Development of a Wearable and Cost Effective Brain-Computer Interface Assistive Device
thesisposted on 2017-11-01, 00:00 authored by Davide Marzorati
A Brain-Computer Interface (BCI) is an interface that allows to transform the user's intent into actions without entailing muscle movements. BCIs could be used as assistive technology by individuals whose neuromuscular channels are impaired. BCIs commonly make use of bulky, expensive, and clinical-grade EEG equipment, making an in-home use uncomfortable for the user. In this work, we present the development of a wearable and cost-effective BCI assistive device. Electroencephalography signal is acquired using the OpenBCI Cyton board, which is a low-cost hardware for biological signal acquisition. A 3D printed headset is used to house the electrodes.
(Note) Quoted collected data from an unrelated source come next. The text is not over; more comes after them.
// SPDX-FileCopyrightText: 2026 Bruno Meilick
// SPDX-License-Identifier: LicenseRef-Nereid-FreeUse-NoCopy-NoDerivatives
//
// All rights reserved.
//
// This file is part of Tripline and is proprietary software.
// Unauthorized copying, modification, or distribution is prohibited.

//! Tripline CLI entrypoint.
//!
//! Reads trips from the command line and/or a trip list file and prints the diagram, either as
//! Unicode text or as a JSON report.

use std::error::Error;
use std::io::Read as _;

use tracing_subscriber::EnvFilter;

use tripline::format::parse_trip_list;
use tripline::layout::BoxGeometry;
use tripline::model::{Trip, TripSequence};
use tripline::ops::TripBoard;
use tripline::query::diagram_report;
use tripline::render::render_trips_unicode;

fn print_usage(program: &str) {
    eprintln!(
        "Usage:\n  {program} [--format text|json] [--trips-file <path>] [--geometry <path>] [TRIP ...]\n\nTRIP is FROM-TO (e.g. fra-jfk); codes are uppercased and cut to three characters.\n--trips-file reads one trip per line ('-' reads stdin); blank lines and '#' comments are skipped.\nFile trips come before command-line trips.\n--geometry loads box geometry (origin_x, origin_y, column_pitch, lane_pitch) as JSON for --format json.\n\nRUST_LOG controls diagnostics on stderr (default: warn)."
    );
}

#[derive(Debug, Clone, Copy, Default, PartialEq, Eq)]
enum OutputFormat {
    #[default]
    Text,
    Json,
}

#[derive(Debug, Default, Clone, PartialEq, Eq)]
struct CliOptions {
    format: Option<OutputFormat>,
    trips_file: Option<String>,
    geometry_file: Option<String>,
    trips: Vec<String>,
}

fn parse_options(mut args: impl Iterator<Item = String>) -> Result<CliOptions, ()> {
    let mut options = CliOptions::default();

    while let Some(arg) = args.next() {
        match arg.as_str() {
            "--format" => {
                if options.format.is_some() {
                    return Err(());
                }
                let raw = args.next().ok_or(())?;
                options.format = Some(match raw.as_str() {
                    "text" => OutputFormat::Text,
                    "json" => OutputFormat::Json,
                    _ => return Err(()),
                });
            }
            "--trips-file" => {
                if options.trips_file.is_some() {
                    return Err(());
                }
                options.trips_file = Some(args.next().ok_or(())?);
            }
            "--geometry" => {
                if options.geometry_file.is_some() {
                    return Err(());
                }
                options.geometry_file = Some(args.next().ok_or(())?);
            }
            _ if arg.starts_with("--") => return Err(()),
            _ => options.trips.push(arg),
        }
    }

    if options.trips_file.is_none() && options.trips.is_empty() {
        return Err(());
    }

    if options.geometry_file.is_some() && options.format != Some(OutputFormat::Json) {
        return Err(());
    }

    Ok(options)
}

fn read_input(path: &str) -> Result<String, Box<dyn Error>> {
    if path == "-" {
        let mut input = String::new();
        std::io::stdin().read_to_string(&mut input)?;
        return Ok(input);
    }
    std::fs::read_to_string(path).map_err(|err| format!("failed to read {path}: {err}").into())
}

fn load_trips(options: &CliOptions) -> Result<TripSequence, Box<dyn Error>> {
    let mut sequence = match &options.trips_file {
        Some(path) => parse_trip_list(&read_input(path)?)?,
        None => TripSequence::new(),
    };
    for raw in &options.trips {
        sequence.push(raw.parse::<Trip>()?);
    }
    Ok(sequence)
}

fn load_geometry(options: &CliOptions) -> Result<BoxGeometry, Box<dyn Error>> {
    match &options.geometry_file {
        Some(path) => {
            let geometry = serde_json::from_str(&read_input(path)?)
                .map_err(|err| format!("invalid geometry {path}: {err}"))?;
            Ok(geometry)
        }
        None => Ok(BoxGeometry::default()),
    }
}

fn init_tracing() {
    let filter = EnvFilter::try_from_default_env().unwrap_or_else(|_| EnvFilter::new("warn"));
    tracing_subscriber::fmt().with_env_filter(filter).with_writer(std::io::stderr).init();
}

fn main() {
    init_tracing();

    let result = (|| -> Result<(), Box<dyn Error>> {
        let mut args = std::env::args();
        let program = args.next().unwrap_or_else(|| "tripline".to_owned());

        let options = match parse_options(args) {
            Ok(options) => options,
            Err(()) => {
                print_usage(&program);
                std::process::exit(2);
            }
        };

        let sequence = load_trips(&options)?;
        let geometry = load_geometry(&options)?;
        tracing::debug!(trips = sequence.len(), "loaded trips");

        let mut board = TripBoard::new();
        board.load(sequence.iter().cloned());
        let connectors = board.connector_list();

        match options.format.unwrap_or_default() {
            OutputFormat::Text => {
                let text = render_trips_unicode(board.trips(), board.layout(), &connectors)?;
                println!("{text}");
            }
            OutputFormat::Json => {
                let report = diagram_report(board.trips(), board.layout(), &connectors, &geometry);
                println!("{}", serde_json::to_string_pretty(&report)?);
            }
        }

        Ok(())
    })();

    if let Err(err) = result {
        eprintln!("tripline: {err}");
        std::process::exit(1);
    }
}
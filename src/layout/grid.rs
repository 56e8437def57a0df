// SPDX-FileCopyrightText: 2026 Bruno Meilick
// SPDX-License-Identifier: LicenseRef-Nereid-FreeUse-NoCopy-NoDerivatives
//
// All rights reserved.
//
// This file is part of Tripline and is proprietary software.
// Unauthorized copying, modification, or distribution is prohibited.

use serde::{Deserialize, Serialize};

use super::chain::ChainLayout;

/// Pixel geometry for placing trip boxes.
///
/// Every field is optional when deserialized; missing fields keep their defaults.
#[derive(Debug, Clone, Copy, PartialEq, Eq, Serialize, Deserialize)]
#[serde(default, deny_unknown_fields)]
pub struct BoxGeometry {
    pub origin_x: u32,
    pub origin_y: u32,
    /// Horizontal distance between consecutive trips.
    pub column_pitch: u32,
    /// Vertical distance between lanes.
    pub lane_pitch: u32,
}

impl Default for BoxGeometry {
    fn default() -> Self {
        Self { origin_x: 100, origin_y: 100, column_pitch: 200, lane_pitch: 100 }
    }
}

#[derive(Debug, Clone, Copy, PartialEq, Eq, Serialize)]
pub struct BoxPlacement {
    pub index: usize,
    pub level: usize,
    pub x: u64,
    pub y: u64,
}

/// Absolute box positions: one column per trip, level 1 on the bottom lane.
pub fn place_boxes(layout: &ChainLayout, geometry: &BoxGeometry) -> Vec<BoxPlacement> {
    let max_level = layout.max_level();
    layout
        .placements()
        .iter()
        .enumerate()
        .map(|(index, placement)| {
            let level = placement.level();
            let lanes_above = (max_level - level) as u64;
            BoxPlacement {
                index,
                level,
                x: u64::from(geometry.origin_x) + index as u64 * u64::from(geometry.column_pitch),
                y: u64::from(geometry.origin_y) + lanes_above * u64::from(geometry.lane_pitch),
            }
        })
        .collect()
}
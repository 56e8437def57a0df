// SPDX-FileCopyrightText: 2026 Bruno Meilick
// SPDX-License-Identifier: LicenseRef-Nereid-FreeUse-NoCopy-NoDerivatives
//
// All rights reserved.
//
// This file is part of Tripline and is proprietary software.
// Unauthorized copying, modification, or distribution is prohibited.

use std::time::Duration;

use criterion::Criterion;

use pprof::criterion::{Output, PProfProfiler};

fn env_parse<T: std::str::FromStr>(name: &str, default: T) -> T {
    std::env::var(name).ok().and_then(|raw| raw.trim().parse::<T>().ok()).unwrap_or(default)
}

/// Criterion configured from `PROFILE_FREQ`, `BENCH_SAMPLE_SIZE`, `BENCH_WARMUP_SECS` and
/// `BENCH_MEASUREMENT_SECS`, with a flamegraph profiler attached.
pub fn criterion() -> Criterion {
    let frequency = env_parse::<i32>("PROFILE_FREQ", 100).clamp(1, 1000);
    let sample_size = env_parse::<usize>("BENCH_SAMPLE_SIZE", 50).clamp(10, 200);
    let warmup_secs = env_parse::<u64>("BENCH_WARMUP_SECS", 2).clamp(1, 60);
    let measurement_secs = env_parse::<u64>("BENCH_MEASUREMENT_SECS", 4).clamp(1, 120);

    Criterion::default()
        .sample_size(sample_size)
        .warm_up_time(Duration::from_secs(warmup_secs))
        .measurement_time(Duration::from_secs(measurement_secs))
        .with_profiler(PProfProfiler::new(frequency, Output::Flamegraph(None)))
}
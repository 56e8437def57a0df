// SPDX-FileCopyrightText: 2026 Bruno Meilick
// SPDX-License-Identifier: LicenseRef-Nereid-FreeUse-NoCopy-NoDerivatives
//
// All rights reserved.
//
// This file is part of Tripline and is proprietary software.
// Unauthorized copying, modification, or distribution is prohibited.

use std::collections::BTreeSet;

use serde::Serialize;

use super::connector::Connector;

/// Connectors handed out by the last recomputation.
///
/// The layout is recomputed from scratch on every change; syncing the new result against this
/// set tells a front-end which drawn connectors to drop and which to create.
#[derive(Debug, Clone, Default, PartialEq, Eq)]
pub struct ConnectorSet {
    current: BTreeSet<Connector>,
}

/// Sorted changes between two connector sets.
#[derive(Debug, Clone, Default, PartialEq, Eq, Serialize)]
pub struct ConnectorDiff {
    pub added: Vec<Connector>,
    pub removed: Vec<Connector>,
}

impl ConnectorDiff {
    pub fn is_empty(&self) -> bool {
        self.added.is_empty() && self.removed.is_empty()
    }
}

impl ConnectorSet {
    pub fn new() -> Self {
        Self::default()
    }

    /// Replaces the set with `next` and reports the difference.
    pub fn sync(&mut self, next: impl IntoIterator<Item = Connector>) -> ConnectorDiff {
        let next = next.into_iter().collect::<BTreeSet<_>>();
        let diff = ConnectorDiff {
            added: next.difference(&self.current).copied().collect(),
            removed: self.current.difference(&next).copied().collect(),
        };
        self.current = next;
        diff
    }

    pub fn clear(&mut self) -> ConnectorDiff {
        self.sync(std::iter::empty())
    }

    pub fn contains(&self, connector: &Connector) -> bool {
        self.current.contains(connector)
    }

    pub fn iter(&self) -> impl Iterator<Item = &Connector> + '_ {
        self.current.iter()
    }

    pub fn len(&self) -> usize {
        self.current.len()
    }

    pub fn is_empty(&self) -> bool {
        self.current.is_empty()
    }
}
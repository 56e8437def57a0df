// SPDX-FileCopyrightText: 2026 Bruno Meilick
// SPDX-License-Identifier: LicenseRef-Nereid-FreeUse-NoCopy-NoDerivatives
//
// All rights reserved.
//
// This file is part of Tripline and is proprietary software.
// Unauthorized copying, modification, or distribution is prohibited.

//! Mutation operations for a trip board.
//!
//! Operations are applied with optimistic concurrency (revision checks). After every successful
//! batch the chain layout and connectors are recomputed from scratch and the change to the
//! connector set is reported back so a front-end can redraw only what moved.

use std::fmt;

use crate::layout::{
    connectors, resolve_chains, ChainLayout, Connector, ConnectorDiff, ConnectorSet,
};
use crate::model::{Trip, TripParseError, TripSequence};

#[derive(Debug, Clone, PartialEq, Eq)]
pub enum Op {
    /// Free-text origin and destination; normalized before they reach the sequence.
    AddTrip { from: String, to: String },
    RemoveTrip { index: usize },
    Clear,
}

#[derive(Debug, Clone, PartialEq, Eq)]
pub struct ApplyResult {
    pub new_rev: u64,
    pub applied: usize,
    pub delta: ConnectorDiff,
}

#[derive(Debug, Clone, PartialEq, Eq)]
pub enum ApplyError {
    Conflict { base_rev: u64, current_rev: u64 },
    InvalidTrip { op_index: usize, source: TripParseError },
    NoSuchTrip { op_index: usize, index: usize, len: usize },
}

impl fmt::Display for ApplyError {
    fn fmt(&self, f: &mut fmt::Formatter<'_>) -> fmt::Result {
        match self {
            Self::Conflict { base_rev, current_rev } => {
                write!(f, "stale base_rev (base_rev={base_rev}, current_rev={current_rev})")
            }
            Self::InvalidTrip { op_index, source } => {
                write!(f, "op {op_index}: invalid trip: {source}")
            }
            Self::NoSuchTrip { op_index, index, len } => {
                write!(f, "op {op_index}: no trip at index {index} (len={len})")
            }
        }
    }
}

impl std::error::Error for ApplyError {
    fn source(&self) -> Option<&(dyn std::error::Error + 'static)> {
        match self {
            Self::InvalidTrip { source, .. } => Some(source),
            _ => None,
        }
    }
}

/// A trip sequence together with its derived layout and the connectors last handed out.
#[derive(Debug, Clone, Default, PartialEq, Eq)]
pub struct TripBoard {
    sequence: TripSequence,
    rev: u64,
    layout: ChainLayout,
    connectors: ConnectorSet,
}

impl TripBoard {
    pub fn new() -> Self {
        Self::default()
    }

    /// Replaces the whole sequence at once.
    pub fn load(&mut self, trips: impl IntoIterator<Item = Trip>) -> ConnectorDiff {
        self.sequence = trips.into_iter().collect();
        self.rev += 1;
        self.recompute()
    }

    pub fn sequence(&self) -> &TripSequence {
        &self.sequence
    }

    pub fn trips(&self) -> &[Trip] {
        self.sequence.as_slice()
    }

    pub fn rev(&self) -> u64 {
        self.rev
    }

    pub fn layout(&self) -> &ChainLayout {
        &self.layout
    }

    pub fn connectors(&self) -> &ConnectorSet {
        &self.connectors
    }

    /// Connectors in target order, as produced by the last recomputation.
    pub fn connector_list(&self) -> Vec<Connector> {
        let mut list = self.connectors.iter().copied().collect::<Vec<_>>();
        list.sort_by_key(|c| (c.to_index(), c.from_index()));
        list
    }

    fn recompute(&mut self) -> ConnectorDiff {
        self.layout = resolve_chains(self.sequence.as_slice());
        let next = connectors(self.sequence.as_slice(), &self.layout);
        let diff = self.connectors.sync(next);
        tracing::debug!(
            rev = self.rev,
            trips = self.sequence.len(),
            added = diff.added.len(),
            removed = diff.removed.len(),
            "recomputed trip board"
        );
        diff
    }
}

/// Applies `ops` atomically: either every op succeeds and the board moves to a new revision, or
/// the board is left untouched.
pub fn apply_ops(board: &mut TripBoard, base_rev: u64, ops: &[Op]) -> Result<ApplyResult, ApplyError> {
    let current_rev = board.rev;
    if base_rev != current_rev {
        return Err(ApplyError::Conflict { base_rev, current_rev });
    }

    if ops.is_empty() {
        return Ok(ApplyResult { new_rev: current_rev, applied: 0, delta: ConnectorDiff::default() });
    }

    let mut sequence = board.sequence.clone();
    for (op_index, op) in ops.iter().enumerate() {
        apply_op(&mut sequence, op_index, op)?;
    }

    board.sequence = sequence;
    board.rev += 1;
    let delta = board.recompute();

    Ok(ApplyResult { new_rev: board.rev, applied: ops.len(), delta })
}

fn apply_op(sequence: &mut TripSequence, op_index: usize, op: &Op) -> Result<(), ApplyError> {
    match op {
        Op::AddTrip { from, to } => {
            sequence
                .add_trip(from, to)
                .map_err(|source| ApplyError::InvalidTrip { op_index, source })?;
        }
        Op::RemoveTrip { index } => {
            let len = sequence.len();
            if sequence.remove(*index).is_none() {
                return Err(ApplyError::NoSuchTrip { op_index, index: *index, len });
            }
        }
        Op::Clear => sequence.clear(),
    }
    Ok(())
}
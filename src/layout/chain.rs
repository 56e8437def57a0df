// SPDX-FileCopyrightText: 2026 Bruno Meilick
// SPDX-License-Identifier: LicenseRef-Nereid-FreeUse-NoCopy-NoDerivatives
//
// All rights reserved.
//
// This file is part of Tripline and is proprietary software.
// Unauthorized copying, modification, or distribution is prohibited.

use std::collections::HashMap;

use serde::Serialize;

use crate::model::{Code, Trip};

/// Which backward scan found a trip's predecessor.
#[derive(Debug, Clone, Copy, PartialEq, Eq, Hash, Serialize)]
#[serde(rename_all = "snake_case")]
pub enum SourceLink {
    /// Nearest earlier trip with the same origin and destination.
    Repeat,
    /// Nearest earlier trip arriving where this one departs.
    Continuation,
}

/// The earlier trip a trip connects to.
#[derive(Debug, Clone, Copy, PartialEq, Eq, Hash, Serialize)]
pub struct TripSource {
    index: usize,
    link: SourceLink,
}

impl TripSource {
    pub fn index(&self) -> usize {
        self.index
    }

    pub fn link(&self) -> SourceLink {
        self.link
    }
}

#[derive(Debug, Clone, Copy, PartialEq, Eq, Serialize)]
pub struct TripPlacement {
    level: usize,
    chain: usize,
    source: Option<TripSource>,
}

impl TripPlacement {
    /// Vertical lane, starting at 1.
    pub fn level(&self) -> usize {
        self.level
    }

    /// Connectivity group, starting at 0. Always `level - 1`.
    pub fn chain(&self) -> usize {
        self.chain
    }

    pub fn source(&self) -> Option<TripSource> {
        self.source
    }
}

/// Levels and chains for every trip of one sequence snapshot.
#[derive(Debug, Clone, Default, PartialEq, Eq, Serialize)]
pub struct ChainLayout {
    placements: Vec<TripPlacement>,
    max_level: usize,
}

impl ChainLayout {
    pub fn placements(&self) -> &[TripPlacement] {
        &self.placements
    }

    /// Placement of the trip at `index`.
    ///
    /// Panics when `index` is not a trip of the resolved sequence.
    pub fn placement(&self, index: usize) -> &TripPlacement {
        let len = self.placements.len();
        self.placements
            .get(index)
            .unwrap_or_else(|| panic!("trip index {index} out of range for {len} trips"))
    }

    /// Highest lane in use; 0 for an empty sequence.
    pub fn max_level(&self) -> usize {
        self.max_level
    }

    pub fn len(&self) -> usize {
        self.placements.len()
    }

    pub fn is_empty(&self) -> bool {
        self.placements.is_empty()
    }
}

/// Resolves the predecessor, level and chain of every trip in one forward pass.
///
/// For trip `i` the predecessor is the nearest earlier repeat of the same trip; failing that,
/// the nearest earlier trip whose destination is trip `i`'s origin. A connected trip shares its
/// predecessor's level. An unconnected trip opens a new lane one above every lane used so far.
/// The first trip is always level 1, chain 0.
///
/// Every index is resolved exactly once and the "nearest earlier" lookups are kept in maps keyed
/// by trip and by destination, so the pass is linear in the number of trips.
pub fn resolve_chains(trips: &[Trip]) -> ChainLayout {
    let mut placements = Vec::<TripPlacement>::with_capacity(trips.len());
    let mut last_occurrence = HashMap::<&Trip, usize>::with_capacity(trips.len());
    let mut last_arrival = HashMap::<&Code, usize>::with_capacity(trips.len());
    let mut max_level = 0usize;

    for (index, trip) in trips.iter().enumerate() {
        let source = last_occurrence
            .get(trip)
            .map(|&earlier| TripSource { index: earlier, link: SourceLink::Repeat })
            .or_else(|| {
                last_arrival
                    .get(trip.from())
                    .map(|&earlier| TripSource { index: earlier, link: SourceLink::Continuation })
            });

        let level = match source {
            Some(source) => placements[source.index].level,
            None => max_level + 1,
        };
        max_level = max_level.max(level);

        tracing::trace!(index, %trip, level, ?source, "placed trip");
        placements.push(TripPlacement { level, chain: level - 1, source });

        last_occurrence.insert(trip, index);
        last_arrival.insert(trip.to(), index);
    }

    tracing::debug!(trips = trips.len(), lanes = max_level, "resolved trip chains");
    ChainLayout { placements, max_level }
}

/// Level of the trip at `index`; only `trips[..=index]` is consulted.
///
/// Panics when `index >= trips.len()`.
pub fn resolve_level(trips: &[Trip], index: usize) -> usize {
    resolve_prefix(trips, index).level
}

/// Chain of the trip at `index`; only `trips[..=index]` is consulted.
///
/// Panics when `index >= trips.len()`.
pub fn resolve_chain(trips: &[Trip], index: usize) -> usize {
    resolve_prefix(trips, index).chain
}

fn resolve_prefix(trips: &[Trip], index: usize) -> TripPlacement {
    assert!(index < trips.len(), "trip index {index} out of range for {} trips", trips.len());
    *resolve_chains(&trips[..=index]).placement(index)
}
The proposed assistive device functions based on the P300 response of the human brain, and flashing symbols on a grid are employed as stimuli to elicit a P300 response. Online detection of the P300 response is achieved using logistic regression, and a genetic algorithm is used to perform automatic feature extraction. The device allows the disabled individual to type words on a computer screen and to control a 4 DoF robotic arm. Two modes of operation can be used to control the robotic arm. One mode consists of controlling the robotic arm with discrete movements. The second control mode consists of sending high level commands to the robotic arm, that would in turn move autonomously. Therefore, the presented assistive device augments communication capabilities and allows for the control of external devices. This device serves as a proof of concept that cost-effective EEG acquisition systems along with robust classification techniques can be used in the field of assistive technologies. Future improvements are necessary to aid the definitive transition from laboratory setting to in-home use, allowing many disabled individuals to improve their quality of life.